Work to be completed —
Write out, word for word, every line in the data below from the one containing "repository 576b3f5b4d6e416d" to the one containing "side goes away.", both of them included.
::: Dataset records :::
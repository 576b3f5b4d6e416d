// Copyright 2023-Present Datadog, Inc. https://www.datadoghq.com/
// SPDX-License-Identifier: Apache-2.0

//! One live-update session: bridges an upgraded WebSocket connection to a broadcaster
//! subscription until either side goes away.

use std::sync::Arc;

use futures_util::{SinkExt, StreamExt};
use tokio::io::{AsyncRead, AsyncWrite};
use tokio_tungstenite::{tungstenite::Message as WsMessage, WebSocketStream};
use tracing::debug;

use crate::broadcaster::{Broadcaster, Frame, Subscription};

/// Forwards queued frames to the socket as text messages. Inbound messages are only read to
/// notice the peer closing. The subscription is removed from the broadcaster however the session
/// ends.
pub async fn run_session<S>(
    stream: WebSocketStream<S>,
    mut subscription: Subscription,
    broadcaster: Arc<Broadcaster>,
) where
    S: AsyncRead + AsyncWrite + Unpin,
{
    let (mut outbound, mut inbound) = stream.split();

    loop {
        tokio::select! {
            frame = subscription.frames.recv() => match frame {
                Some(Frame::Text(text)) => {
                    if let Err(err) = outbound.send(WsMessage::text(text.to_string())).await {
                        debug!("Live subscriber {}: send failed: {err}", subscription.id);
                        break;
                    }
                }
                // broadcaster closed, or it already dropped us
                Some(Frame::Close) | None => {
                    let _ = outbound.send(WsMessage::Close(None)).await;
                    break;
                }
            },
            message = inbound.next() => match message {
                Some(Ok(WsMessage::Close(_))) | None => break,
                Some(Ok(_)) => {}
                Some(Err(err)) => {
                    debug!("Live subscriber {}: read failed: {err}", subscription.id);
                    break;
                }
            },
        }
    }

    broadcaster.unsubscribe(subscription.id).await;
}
:::
::: Dataset records :::
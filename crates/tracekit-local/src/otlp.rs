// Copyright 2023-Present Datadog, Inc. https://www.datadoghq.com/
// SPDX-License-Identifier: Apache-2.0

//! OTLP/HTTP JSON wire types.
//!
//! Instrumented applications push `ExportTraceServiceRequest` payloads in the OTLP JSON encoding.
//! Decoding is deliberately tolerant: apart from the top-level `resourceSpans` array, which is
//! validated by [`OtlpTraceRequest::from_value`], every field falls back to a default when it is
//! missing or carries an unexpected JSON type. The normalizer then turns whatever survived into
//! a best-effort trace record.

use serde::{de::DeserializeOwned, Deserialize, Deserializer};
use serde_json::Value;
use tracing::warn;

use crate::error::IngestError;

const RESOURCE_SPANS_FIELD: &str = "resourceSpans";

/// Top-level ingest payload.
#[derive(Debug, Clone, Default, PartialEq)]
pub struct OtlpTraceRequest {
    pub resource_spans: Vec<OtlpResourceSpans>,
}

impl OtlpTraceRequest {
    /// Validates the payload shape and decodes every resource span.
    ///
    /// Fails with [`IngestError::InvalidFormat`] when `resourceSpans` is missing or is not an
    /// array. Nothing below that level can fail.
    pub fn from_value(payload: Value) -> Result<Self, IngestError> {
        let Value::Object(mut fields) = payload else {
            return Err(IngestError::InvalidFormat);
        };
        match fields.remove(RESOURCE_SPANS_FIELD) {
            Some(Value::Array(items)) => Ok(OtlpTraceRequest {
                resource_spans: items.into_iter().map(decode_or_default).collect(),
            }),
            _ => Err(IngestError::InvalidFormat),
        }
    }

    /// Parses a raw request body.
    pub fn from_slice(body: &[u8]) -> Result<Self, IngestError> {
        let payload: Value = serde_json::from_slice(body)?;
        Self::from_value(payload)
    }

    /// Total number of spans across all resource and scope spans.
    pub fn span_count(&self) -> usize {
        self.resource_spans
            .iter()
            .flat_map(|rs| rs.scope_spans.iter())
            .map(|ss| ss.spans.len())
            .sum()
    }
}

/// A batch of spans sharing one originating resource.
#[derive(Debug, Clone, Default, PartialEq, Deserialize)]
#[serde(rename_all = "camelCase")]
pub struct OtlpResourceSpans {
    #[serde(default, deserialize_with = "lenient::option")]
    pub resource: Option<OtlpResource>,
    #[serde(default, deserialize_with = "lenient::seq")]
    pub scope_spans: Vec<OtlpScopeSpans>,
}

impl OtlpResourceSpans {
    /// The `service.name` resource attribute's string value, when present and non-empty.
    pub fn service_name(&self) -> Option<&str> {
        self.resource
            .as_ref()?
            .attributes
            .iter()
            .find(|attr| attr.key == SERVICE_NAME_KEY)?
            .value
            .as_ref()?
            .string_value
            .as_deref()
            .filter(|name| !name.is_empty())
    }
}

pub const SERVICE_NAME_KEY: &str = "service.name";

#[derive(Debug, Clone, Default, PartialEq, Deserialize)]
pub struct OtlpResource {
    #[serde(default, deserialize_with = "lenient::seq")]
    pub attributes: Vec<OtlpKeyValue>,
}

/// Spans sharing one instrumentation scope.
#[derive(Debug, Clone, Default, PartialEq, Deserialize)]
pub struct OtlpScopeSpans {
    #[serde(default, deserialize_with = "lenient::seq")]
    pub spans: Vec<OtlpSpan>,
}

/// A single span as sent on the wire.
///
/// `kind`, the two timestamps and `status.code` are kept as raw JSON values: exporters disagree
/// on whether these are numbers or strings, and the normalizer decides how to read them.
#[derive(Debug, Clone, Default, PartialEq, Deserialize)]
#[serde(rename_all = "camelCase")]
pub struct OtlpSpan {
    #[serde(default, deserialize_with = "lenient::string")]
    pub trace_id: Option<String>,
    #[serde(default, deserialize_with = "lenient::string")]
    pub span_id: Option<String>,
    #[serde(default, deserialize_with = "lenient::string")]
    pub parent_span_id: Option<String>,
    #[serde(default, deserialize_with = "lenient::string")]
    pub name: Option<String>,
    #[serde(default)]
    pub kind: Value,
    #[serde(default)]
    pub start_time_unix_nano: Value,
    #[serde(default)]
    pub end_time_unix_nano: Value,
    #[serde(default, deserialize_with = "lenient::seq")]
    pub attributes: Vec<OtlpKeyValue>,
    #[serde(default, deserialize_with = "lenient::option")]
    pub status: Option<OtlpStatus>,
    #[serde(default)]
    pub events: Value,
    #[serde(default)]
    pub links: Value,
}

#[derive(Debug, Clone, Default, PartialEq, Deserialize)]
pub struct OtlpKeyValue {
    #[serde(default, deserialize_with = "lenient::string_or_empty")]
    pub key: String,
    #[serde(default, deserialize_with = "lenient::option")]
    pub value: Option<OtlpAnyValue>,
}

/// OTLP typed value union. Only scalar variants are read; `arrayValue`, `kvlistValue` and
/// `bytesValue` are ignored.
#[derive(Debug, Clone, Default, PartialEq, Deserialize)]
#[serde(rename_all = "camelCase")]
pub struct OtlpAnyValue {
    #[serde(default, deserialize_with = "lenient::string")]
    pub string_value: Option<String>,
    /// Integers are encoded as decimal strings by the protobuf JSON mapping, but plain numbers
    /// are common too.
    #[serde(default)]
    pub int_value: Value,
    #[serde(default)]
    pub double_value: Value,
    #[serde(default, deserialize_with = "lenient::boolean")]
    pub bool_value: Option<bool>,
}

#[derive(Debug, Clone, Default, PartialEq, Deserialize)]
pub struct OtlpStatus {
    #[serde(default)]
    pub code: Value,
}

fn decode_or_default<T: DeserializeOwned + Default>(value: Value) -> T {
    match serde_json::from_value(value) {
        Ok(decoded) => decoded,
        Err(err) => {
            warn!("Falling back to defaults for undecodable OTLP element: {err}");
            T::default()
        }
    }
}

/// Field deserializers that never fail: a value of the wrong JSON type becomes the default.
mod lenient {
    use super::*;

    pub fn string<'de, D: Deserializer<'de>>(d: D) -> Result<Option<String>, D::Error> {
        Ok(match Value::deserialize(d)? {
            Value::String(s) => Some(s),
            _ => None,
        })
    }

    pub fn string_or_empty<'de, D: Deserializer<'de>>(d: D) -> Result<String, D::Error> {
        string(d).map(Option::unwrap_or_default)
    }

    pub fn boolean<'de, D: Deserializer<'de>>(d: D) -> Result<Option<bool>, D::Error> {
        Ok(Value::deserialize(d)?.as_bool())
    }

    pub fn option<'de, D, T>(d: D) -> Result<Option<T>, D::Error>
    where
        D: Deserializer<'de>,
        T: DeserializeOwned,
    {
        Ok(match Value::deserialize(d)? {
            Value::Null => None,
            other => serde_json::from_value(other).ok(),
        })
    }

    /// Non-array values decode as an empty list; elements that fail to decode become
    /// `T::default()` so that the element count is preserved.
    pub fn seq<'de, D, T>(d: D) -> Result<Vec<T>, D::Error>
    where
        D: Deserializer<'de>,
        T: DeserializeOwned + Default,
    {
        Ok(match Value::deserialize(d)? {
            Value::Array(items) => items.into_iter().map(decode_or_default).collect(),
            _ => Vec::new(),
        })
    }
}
:::
Written reply —
repository 576b3f5b4d6e416d
// Copyright 2023-Present Datadog, Inc. https://www.datadoghq.com/
// SPDX-License-Identifier: Apache-2.0

//! One live-update session: bridges an upgraded WebSocket connection to a broadcaster
//! subscription until either side goes away.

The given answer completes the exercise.